"The key driver of this growth was business spending, which finally kicked in on top of already strong consumer spending," Harry S. Dent Jr., president and founder of the HS Dent Forecast, this month wrote to investors. "However, it's unlikely that we can maintain this rate of growth." He says a moderate correction--a period to "allow the market to catch its breath"--has finally arrived, as the research firm predicted it would. Threats of terrorism are unavoidable parts of the equation that could cause a temporary setback. "The economic and emotional impact of these threats--and our responses to them--can and will negatively impact our economy in the short term," he said.

John B. Levy & Co. is strongly advising clients to get deals financed in the first six months of the year. "Rates are at a historic low, spreads are at a historic low, there is an extraordinary level of capital available--but something's got to give. This market will not last forever," John B. Levy said in the latest Barron's/John B. Levy & Co. National Mortgage Survey, "and I expect rates will go up significantly after June."

Levy reports many insurance companies and pension funds, which had a stellar 2003, have anted 2004 goals 40% to 60% in lending circles. "With this much capital invading the market, it's hard to make an argument for spreads to widen, especially in the first half of the year," he concluded.

On the local front, tenants too are being urged to cut deals in the first six months. Even building owners in Dallas' hardest hit submarkets are looking to gain some leverage after midyear.

Greg Biggs, Studley's senior vice president and Southwest region manager, pointed out what other market watchers also recognize. "Tenants," he said in the Studley report, "are continuing to take advantage of the deals offered in the area to renew in their current space under favorable terms or up upgrade to higher quality space."

With the High Five freeway project in the LBJ submarket running six months ahead of schedule, the first leg of which recently delivered, Biggs predicted rental rates will stabilize in the market, where vacancy is now 38.9% and rent averages $17.02 per sf. Another 5.7% of class B space hit the market while class A tapered just a shade, 0.9%. "In a submarket that has seen a consistent increase in availability for the past several years, this is significant," Biggs said.

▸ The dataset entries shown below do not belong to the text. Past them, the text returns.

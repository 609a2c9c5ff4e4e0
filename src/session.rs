//! Session plumbing for the console.
//!
//! Credentials live in HTTP-only cookies set by the login relays; the
//! signed-in operator's profile lives in a [`SessionContext`] that callers
//! own and pass explicitly. It is filled on load and cleared on logout.

use serde::{Deserialize, Serialize};

use crate::backend::SessionBackend;
use crate::error::Result;

pub const ACCESS_TOKEN_COOKIE: &str = "accessToken";
pub const REFRESH_TOKEN_COOKIE: &str = "refreshToken";
pub const API_KEY_COOKIE: &str = "apiKey";
pub const PUBLIC_KEY_COOKIE: &str = "publicKey";

/// Every cookie the login relay sets.
pub const SESSION_COOKIES: [&str; 4] = [
    ACCESS_TOKEN_COOKIE,
    REFRESH_TOKEN_COOKIE,
    API_KEY_COOKIE,
    PUBLIC_KEY_COOKIE,
];

/// `Authorization` header value for a backend token.
///
/// The backend expects the literal scheme `Bear`.
pub fn bearer(token: &str) -> String {
    format!("Bear {}", token)
}

/// Tokens handed out by a successful admin login.
#[derive(Debug, Clone, PartialEq, Eq, Serialize, Deserialize)]
#[serde(rename_all = "camelCase")]
pub struct KeyToken {
    pub access_token: String,
    pub refresh_token: String,
    pub api_key: String,
    pub public_key: String,
}

impl KeyToken {
    /// Cookie name and value pairs, in `SESSION_COOKIES` order.
    pub fn cookies(&self) -> [(&'static str, &str); 4] {
        [
            (ACCESS_TOKEN_COOKIE, self.access_token.as_str()),
            (REFRESH_TOKEN_COOKIE, self.refresh_token.as_str()),
            (API_KEY_COOKIE, self.api_key.as_str()),
            (PUBLIC_KEY_COOKIE, self.public_key.as_str()),
        ]
    }
}

/// Profile of the signed-in operator.
#[derive(Debug, Clone, PartialEq, Eq, Serialize, Deserialize)]
pub struct UserProfile {
    pub email: String,
    #[serde(alias = "fullName")]
    pub name: String,
}

#[derive(Debug, Clone, Default)]
pub struct SessionContext {
    profile: Option<UserProfile>,
}

impl SessionContext {
    pub fn new() -> Self {
        Self::default()
    }

    /// Fetch the operator profile unless one is already loaded.
    ///
    /// Unauthorized and not-found responses surface as errors whose kind is
    /// a login redirect; the context stays empty.
    pub async fn init<B>(&mut self, backend: &B) -> Result<&UserProfile>
    where
        B: SessionBackend + ?Sized,
    {
        let profile = match self.profile.take() {
            Some(profile) => profile,
            None => {
                let profile = backend.user_profile().await?;
                log::info!("session started for {}", profile.email);
                profile
            }
        };
        Ok(self.profile.insert(profile))
    }

    /// Log out upstream and drop the profile.
    ///
    /// The local profile is cleared even when the upstream call fails.
    pub async fn logout<B>(&mut self, backend: &B) -> Result<()>
    where
        B: SessionBackend + ?Sized,
    {
        let result = backend.logout().await;
        self.teardown();
        result
    }

    pub fn teardown(&mut self) {
        if let Some(profile) = self.profile.take() {
            log::info!("session ended for {}", profile.email);
        }
    }

    pub fn profile(&self) -> Option<&UserProfile> {
        self.profile.as_ref()
    }

    pub fn is_authenticated(&self) -> bool {
        self.profile.is_some()
    }
}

The hard-hit Las Colinas submarket posted a 2.3% decline to end the year with 31.7% vacancy and an average rate of $18.07 per sf. Studley's numbers show two other submarkets resting above 30%: Richardson Telecom Corridor, where the 34.2% availability has sunk the average rent to $14.37 per sf; and Far North Stemmons, 56.8% with a rate of $14.36 per sf. According to Studley, the DFW's vacancy is 27.9% in an inventory of 184.2 million sf with the average rent riding at $17 per sf. The report showed more than 3.6 million sf, across all classes were leased in fourth quarter 2003.